You might feel like a party pooper if you say anything about it but suffering in silence isn’t going to help. Politely declining to be involved in such situations or informing the individual of how busy you are can help alleviate the problem.
6. The Suck-Up
Just like at school, there’s always one or two individuals who like to be the teacher’s or boss’ pet.
This individual can schmooze with the best of them and will trample over anyone in order to be seen to be doing what the boss wants. Try not to concern yourself with this and instead focus on your own performance.
7. The Competition
Unfortunately, some people see life as one big competition and you may experience one or two colleagues like this during your career.
Overly competitive individuals can make you feel inadequate and undermine your work and achievements. Try not to let this get to you, comparing yourself to others is stressful as it is, never mind somebody who is constantly trying to out-do everybody else.
8. The Slacker
This person turns up late most days, takes a long lunch break and leaves before anybody else.
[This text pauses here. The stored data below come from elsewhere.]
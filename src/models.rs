//! JSON view models served by the REST facade and consumed by the
//! storefront and back office.

use chrono::{NaiveDate, NaiveDateTime};
use serde::{Deserialize, Deserializer, Serialize};

use crate::catalog::{category_for_label, season_for_label, Category, Season};

/// Normalized product as served by the facade.
///
/// `name` mirrors `label`: the ERP API speaks `label`, the relational
/// fallback historically aliased it to `name`, and downstream consumers use
/// either. The facade serves both so the two paths are indistinguishable.
#[derive(Debug, Clone, PartialEq, Serialize, Deserialize)]
pub struct ProductView {
    pub id: i64,
    #[serde(rename = "ref")]
    pub reference: String,
    pub label: String,
    pub name: String,
    #[serde(default)]
    pub description: String,
    pub price: f64,
    pub season: Season,
    pub category: Category,
}

impl ProductView {
    /// Builds a view from raw row data, deriving season and category.
    pub fn from_parts(
        id: i64,
        reference: String,
        label: String,
        description: String,
        price: f64,
    ) -> Self {
        let season = season_for_label(&label);
        let category = category_for_label(&label);
        Self {
            id,
            reference,
            name: label.clone(),
            label,
            description,
            price,
            season,
            category,
        }
    }
}

/// Product row raw as the Dolibarr API returns it. Ids and prices arrive as
/// strings more often than not.
#[derive(Debug, Clone, Deserialize)]
pub struct DolibarrProduct {
    #[serde(deserialize_with = "lenient_i64")]
    pub id: i64,
    #[serde(rename = "ref", default)]
    pub reference: Option<String>,
    #[serde(default)]
    pub label: Option<String>,
    #[serde(default)]
    pub description: Option<String>,
    #[serde(default, deserialize_with = "lenient_f64_opt")]
    pub price: Option<f64>,
}

impl From<DolibarrProduct> for ProductView {
    fn from(raw: DolibarrProduct) -> Self {
        ProductView::from_parts(
            raw.id,
            raw.reference.unwrap_or_default(),
            raw.label.unwrap_or_default(),
            raw.description.unwrap_or_default(),
            raw.price.unwrap_or_default(),
        )
    }
}

/// Product with its on-hand stock summed across warehouses.
#[derive(Debug, Clone, PartialEq, Serialize, Deserialize)]
pub struct StockView {
    pub id: i64,
    #[serde(rename = "ref")]
    pub reference: String,
    pub label: String,
    pub price: f64,
    pub stock: f64,
}

#[derive(Debug, Clone, Serialize, Deserialize)]
pub struct CustomerView {
    pub id: i64,
    pub name: String,
    pub email: Option<String>,
    pub phone: Option<String>,
    pub since: Option<NaiveDateTime>,
}

#[derive(Debug, Clone, Serialize, Deserialize)]
pub struct OrderItemView {
    pub product_id: i64,
    pub product_name: String,
    pub quantity: f64,
    pub total: f64,
}

#[derive(Debug, Clone, Serialize, Deserialize)]
pub struct OrderView {
    pub id: i64,
    #[serde(rename = "ref")]
    pub reference: String,
    pub customer_name: String,
    pub date: Option<NaiveDateTime>,
    pub status: i32,
    pub total: f64,
    pub items: Vec<OrderItemView>,
}

/// Bank ledger entry tagged by amount sign.
#[derive(Debug, Clone, Serialize, Deserialize)]
pub struct FinancialEntry {
    pub id: i64,
    pub label: String,
    pub amount: f64,
    pub date: Option<NaiveDate>,
    #[serde(rename = "type")]
    pub entry_type: EntryType,
}

#[derive(Debug, Clone, Copy, PartialEq, Eq, Serialize, Deserialize)]
#[serde(rename_all = "lowercase")]
pub enum EntryType {
    Revenue,
    Expense,
}

impl EntryType {
    pub fn from_amount(amount: f64) -> Self {
        if amount > 0.0 {
            EntryType::Revenue
        } else {
            EntryType::Expense
        }
    }
}

/// Accepts a JSON number or a numeric string.
fn lenient_i64<'de, D>(deserializer: D) -> Result<i64, D::Error>
where
    D: Deserializer<'de>,
{
    #[derive(Deserialize)]
    #[serde(untagged)]
    enum Raw {
        Int(i64),
        Float(f64),
        Text(String),
    }

    match Raw::deserialize(deserializer)? {
        Raw::Int(v) => Ok(v),
        Raw::Float(v) => Ok(v as i64),
        Raw::Text(s) => s.trim().parse().map_err(serde::de::Error::custom),
    }
}

fn lenient_f64_opt<'de, D>(deserializer: D) -> Result<Option<f64>, D::Error>
where
    D: Deserializer<'de>,
{
    #[derive(Deserialize)]
    #[serde(untagged)]
    enum Raw {
        Num(f64),
        Text(String),
        None,
    }

    match Option::<Raw>::deserialize(deserializer)? {
        Some(Raw::Num(v)) => Ok(Some(v)),
        Some(Raw::Text(s)) => {
            let trimmed = s.trim();
            if trimmed.is_empty() {
                Ok(None)
            } else {
                trimmed
                    .parse()
                    .map(Some)
                    .map_err(serde::de::Error::custom)
            }
        }
        Some(Raw::None) | None => Ok(None),
    }
}

#[cfg(test)]
mod tests {
    use super::*;
    use serde_json::json;

    #[test]
    fn dolibarr_products_parse_string_typed_numbers() {
        let raw: DolibarrProduct = serde_json::from_value(json!({
            "id": "42",
            "ref": "POM-AUT",
            "label": "Pommes Fruits Automne",
            "description": "Pommes de saison",
            "price": "2.50"
        }))
        .unwrap();

        let view: ProductView = raw.into();
        assert_eq!(view.id, 42);
        assert_eq!(view.price, 2.5);
        assert_eq!(view.season, Season::Automne);
        assert_eq!(view.category, Category::Fruits);
        assert_eq!(view.name, view.label);
    }

    #[test]
    fn dolibarr_products_parse_plain_numbers_and_missing_fields() {
        let raw: DolibarrProduct = serde_json::from_value(json!({
            "id": 7,
            "label": "Courges Légumes Hiver",
            "price": 3.2
        }))
        .unwrap();

        let view: ProductView = raw.into();
        assert_eq!(view.id, 7);
        assert_eq!(view.reference, "");
        assert_eq!(view.description, "");
        assert_eq!(view.season, Season::Hiver);
    }

    #[test]
    fn entry_type_follows_amount_sign() {
        assert_eq!(EntryType::from_amount(120.0), EntryType::Revenue);
        assert_eq!(EntryType::from_amount(-35.5), EntryType::Expense);
        // Zero is not revenue.
        assert_eq!(EntryType::from_amount(0.0), EntryType::Expense);
    }

    #[test]
    fn product_view_serializes_ref_field() {
        let view = ProductView::from_parts(1, "REF".into(), "Miel".into(), String::new(), 8.0);
        let value = serde_json::to_value(&view).unwrap();
        assert_eq!(value["ref"], "REF");
        assert_eq!(value["season"], "Inconnu");
        assert_eq!(value["category"], "Inconnu");
    }
}
use sea_orm::entity::prelude::*;
use serde::{Deserialize, Serialize};

/// `llx_bank`: bank ledger lines backing the financial overview.
#[derive(Clone, Debug, PartialEq, DeriveEntityModel, Serialize, Deserialize)]
#[sea_orm(table_name = "llx_bank")]
pub struct Model {
    #[sea_orm(primary_key)]
    pub rowid: i64,
    pub label: Option<String>,
    pub amount: f64,
    pub datev: Option<Date>,
}

#[derive(Copy, Clone, Debug, EnumIter, DeriveRelation)]
pub enum Relation {}

impl ActiveModelBehavior for ActiveModel {}
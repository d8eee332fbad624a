use config::{Config, ConfigError, Environment, File};
use serde::Deserialize;
use std::env;
use std::path::Path;
use thiserror::Error;
use tracing::{error, info};
use validator::{Validate, ValidationError};

/// Default values for configuration
const DEFAULT_LOG_LEVEL: &str = "info";
const DEFAULT_ENV: &str = "development";
const CONFIG_DIR: &str = "config";
const DEFAULT_API_PORT: u16 = 8080;
const DEFAULT_STOREFRONT_PORT: u16 = 8081;
const DEFAULT_BACKOFFICE_PORT: u16 = 8082;

/// Value the ERP ships as a placeholder; treated the same as "no key".
pub const DOLIBARR_KEY_PLACEHOLDER: &str = "your_dolibarr_api_key";

/// Application configuration shared by the facade, storefront, and back office.
#[derive(Clone, Debug, Deserialize, Validate)]
pub struct AppConfig {
    /// ERP database host
    pub db_host: String,
    /// ERP database port
    pub db_port: u16,
    /// ERP database user
    pub db_user: String,
    /// ERP database password
    pub db_password: String,
    /// ERP database name
    #[validate(length(min = 1))]
    pub db_name: String,

    /// Base URL of the Dolibarr HTTP API
    #[validate(length(min = 1))]
    pub dolibarr_api_url: String,
    /// Dolibarr API key (DOLAPIKEY header); placeholder value disables the header
    pub dolibarr_api_key: String,

    /// Base URL of the REST facade, used by the storefront and back office
    #[validate(length(min = 1))]
    pub api_url: String,

    /// Bind address for all services
    pub host: String,
    /// REST facade port
    #[serde(default = "default_api_port")]
    pub api_port: u16,
    /// Storefront port
    #[serde(default = "default_storefront_port")]
    pub storefront_port: u16,
    /// Back office port
    #[serde(default = "default_backoffice_port")]
    pub backoffice_port: u16,

    /// Application environment
    #[validate(custom = "validate_environment")]
    pub environment: String,

    /// Logging level
    #[serde(default = "default_log_level")]
    pub log_level: String,

    /// Log in JSON format (structured logging)
    #[serde(default)]
    pub log_json: bool,

    /// Operator account for the admin sections
    pub admin_username: String,
    pub admin_password: String,

    /// DB pool: max connections
    #[serde(default = "default_db_max_connections")]
    pub db_max_connections: u32,
    /// DB pool: min connections
    #[serde(default = "default_db_min_connections")]
    pub db_min_connections: u32,
    /// DB timeouts (seconds)
    #[serde(default = "default_db_connect_timeout_secs")]
    pub db_connect_timeout_secs: u64,
    #[serde(default = "default_db_idle_timeout_secs")]
    pub db_idle_timeout_secs: u64,
    #[serde(default = "default_db_acquire_timeout_secs")]
    pub db_acquire_timeout_secs: u64,

    /// Timeout for outbound HTTP calls (ERP API, facade) in seconds
    #[serde(default = "default_http_timeout_secs")]
    pub http_timeout_secs: u64,

    /// CORS: comma-separated list of allowed origins; unset means permissive
    #[serde(default)]
    pub cors_allowed_origins: Option<String>,
}

fn default_api_port() -> u16 {
    DEFAULT_API_PORT
}
fn default_storefront_port() -> u16 {
    DEFAULT_STOREFRONT_PORT
}
fn default_backoffice_port() -> u16 {
    DEFAULT_BACKOFFICE_PORT
}
fn default_log_level() -> String {
    DEFAULT_LOG_LEVEL.to_string()
}
fn default_db_max_connections() -> u32 {
    10
}
fn default_db_min_connections() -> u32 {
    1
}
fn default_db_connect_timeout_secs() -> u64 {
    30
}
fn default_db_idle_timeout_secs() -> u64 {
    600
}
fn default_db_acquire_timeout_secs() -> u64 {
    8
}
fn default_http_timeout_secs() -> u64 {
    10
}

fn validate_environment(environment: &str) -> Result<(), ValidationError> {
    match environment {
        "development" | "test" | "staging" | "production" => Ok(()),
        _ => Err(ValidationError::new("invalid_environment")),
    }
}

impl AppConfig {
    /// Assembles the MySQL connection URL from the DB_* parts.
    pub fn database_url(&self) -> String {
        format!(
            "mysql://{}:{}@{}:{}/{}",
            self.db_user, self.db_password, self.db_host, self.db_port, self.db_name
        )
    }

    /// Dolibarr API key, or `None` when unset or still the placeholder.
    pub fn dolibarr_key(&self) -> Option<&str> {
        let key = self.dolibarr_api_key.trim();
        if key.is_empty() || key == DOLIBARR_KEY_PLACEHOLDER {
            None
        } else {
            Some(key)
        }
    }

    /// Constant-shape comparison against the configured operator account.
    pub fn operator_credentials_match(&self, username: &str, password: &str) -> bool {
        username == self.admin_username && password == self.admin_password
    }

    pub fn log_level(&self) -> &str {
        &self.log_level
    }

    pub fn is_development(&self) -> bool {
        self.environment == "development" || self.environment == "test"
    }
}

#[derive(Debug, Error)]
pub enum AppConfigError {
    #[error("Configuration load error: {0}")]
    Load(#[from] ConfigError),
    #[error("Configuration validation error: {0}")]
    Validation(#[from] validator::ValidationErrors),
}

pub fn init_tracing(level: &str, json: bool) {
    use tracing_subscriber::fmt;

    let default_directive = format!("verger_api={},tower_http=debug", level);
    let filter_directive = env::var("RUST_LOG")
        .ok()
        .filter(|s| !s.trim().is_empty())
        .unwrap_or(default_directive);

    if json {
        let _ = fmt().with_env_filter(filter_directive).json().try_init();
    } else {
        let _ = fmt().with_env_filter(filter_directive).try_init();
    }
}

/// Compose-style environment variables that override everything else when set.
const COMPOSE_OVERRIDES: [(&str, &str); 8] = [
    ("DB_HOST", "db_host"),
    ("DB_PORT", "db_port"),
    ("DB_USER", "db_user"),
    ("DB_PASSWORD", "db_password"),
    ("DB_NAME", "db_name"),
    ("DOLIBARR_API_URL", "dolibarr_api_url"),
    ("DOLIBARR_API_KEY", "dolibarr_api_key"),
    ("API_URL", "api_url"),
];

/// Loads application configuration.
///
/// Layers configuration sources in this order:
/// 1. Built-in defaults
/// 2. Optional config files (config/default.toml, config/{env}.toml)
/// 3. Environment variables (APP__*)
/// 4. Compose-style variables (DB_HOST, DOLIBARR_API_URL, API_URL, ...)
pub fn load_config() -> Result<AppConfig, AppConfigError> {
    let run_env = env::var("RUN_ENV")
        .or_else(|_| env::var("APP_ENV"))
        .unwrap_or_else(|_| DEFAULT_ENV.to_string());
    info!("Loading configuration for environment: {}", run_env);

    if !Path::new(CONFIG_DIR).exists() {
        info!(
            "Config directory '{}' not found; relying on built-in defaults and environment variables",
            CONFIG_DIR
        );
    }

    let mut builder = Config::builder()
        .set_default("db_host", "db")?
        .set_default("db_port", 3306)?
        .set_default("db_user", "dolibarr")?
        .set_default("db_password", "dolibarrpass")?
        .set_default("db_name", "dolibarr")?
        .set_default("dolibarr_api_url", "http://dolibarr:80")?
        .set_default("dolibarr_api_key", DOLIBARR_KEY_PLACEHOLDER)?
        .set_default("api_url", "http://localhost:8080")?
        .set_default("host", "0.0.0.0")?
        .set_default("environment", DEFAULT_ENV)?
        .set_default("admin_username", "admin")?
        .set_default("admin_password", "admin123")?
        .add_source(File::with_name(&format!("{}/default", CONFIG_DIR)).required(false))
        .add_source(File::with_name(&format!("{}/{}", CONFIG_DIR, run_env)).required(false))
        .add_source(Environment::with_prefix("APP").separator("__"));

    for (var, key) in COMPOSE_OVERRIDES {
        builder = builder.set_override_option(key, env::var(var).ok())?;
    }

    let config = builder.build()?;
    let app_config: AppConfig = config.try_deserialize()?;

    app_config.validate().map_err(|e| {
        error!("Configuration validation failed: {:?}", e);
        AppConfigError::Validation(e)
    })?;

    info!("Configuration loaded successfully");
    Ok(app_config)
}
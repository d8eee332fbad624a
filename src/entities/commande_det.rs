use sea_orm::entity::prelude::*;
use serde::{Deserialize, Serialize};

/// `llx_commandedet`: sales order line items.
#[derive(Clone, Debug, PartialEq, DeriveEntityModel, Serialize, Deserialize)]
#[sea_orm(table_name = "llx_commandedet")]
pub struct Model {
    #[sea_orm(primary_key)]
    pub rowid: i64,
    pub fk_commande: i64,
    pub fk_product: i64,
    pub qty: f64,
    pub total_ttc: f64,
}

#[derive(Copy, Clone, Debug, EnumIter, DeriveRelation)]
pub enum Relation {
    #[sea_orm(
        belongs_to = "super::commande::Entity",
        from = "Column::FkCommande",
        to = "super::commande::Column::Rowid"
    )]
    Commande,
    #[sea_orm(
        belongs_to = "super::product::Entity",
        from = "Column::FkProduct",
        to = "super::product::Column::Rowid"
    )]
    Product,
}

impl Related<super::commande::Entity> for Entity {
    fn to() -> RelationDef {
        Relation::Commande.def()
    }
}

impl Related<super::product::Entity> for Entity {
    fn to() -> RelationDef {
        Relation::Product.def()
    }
}

impl ActiveModelBehavior for ActiveModel {}
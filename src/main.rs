use std::{net::SocketAddr, sync::Arc};

use tower_http::{compression::CompressionLayer, trace::TraceLayer};
use tracing::info;

use verger_api as api;

#[tokio::main]
async fn main() -> anyhow::Result<()> {
    dotenvy::dotenv().ok();
    let cfg = api::config::load_config()?;
    api::config::init_tracing(cfg.log_level(), cfg.log_json);

    // Init DB
    let db_pool = api::db::establish_connection_from_app_config(&cfg).await?;
    let db_arc = Arc::new(db_pool);

    // ERP client + services used by HTTP handlers
    let erp = Arc::new(api::clients::DolibarrClient::from_config(&cfg)?);
    let services = api::handlers::AppServices::new(db_arc.clone(), erp);

    let app_state = api::AppState {
        db: db_arc,
        config: cfg.clone(),
        services,
    };

    let app = api::api_routes()
        .with_state(app_state)
        .layer(TraceLayer::new_for_http())
        .layer(CompressionLayer::new())
        .layer(api::server::cors_layer(&cfg));

    let host: std::net::IpAddr = cfg.host.parse()?;
    let addr = SocketAddr::new(host, cfg.api_port);
    info!("verger-api facade starting on http://{}", addr);

    api::server::serve(app, addr).await
}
In other words, they’re the worst! If you’re also friends with this colleague it can become even more stressful as you might find yourself easily swayed to take that extra ten minutes at lunch. However, in reality, it isn’t worth it.
Sticking to your working hours will cause you less stress in the long run as it will mean you won’t have to stay late to finish your tasks.
9. The Rude One
Rude colleagues can put a huge strain on their co-workers, with researchers at the University of Texas finding that some then take the subsequent stress home with them.
Not only can they make a workplace an unpleasant environment but they can leave colleagues feeling upset and stressed about going in the next day. Tackle this by talking to them calmly about the situation and, failing that, speak to your HR department regarding the issue.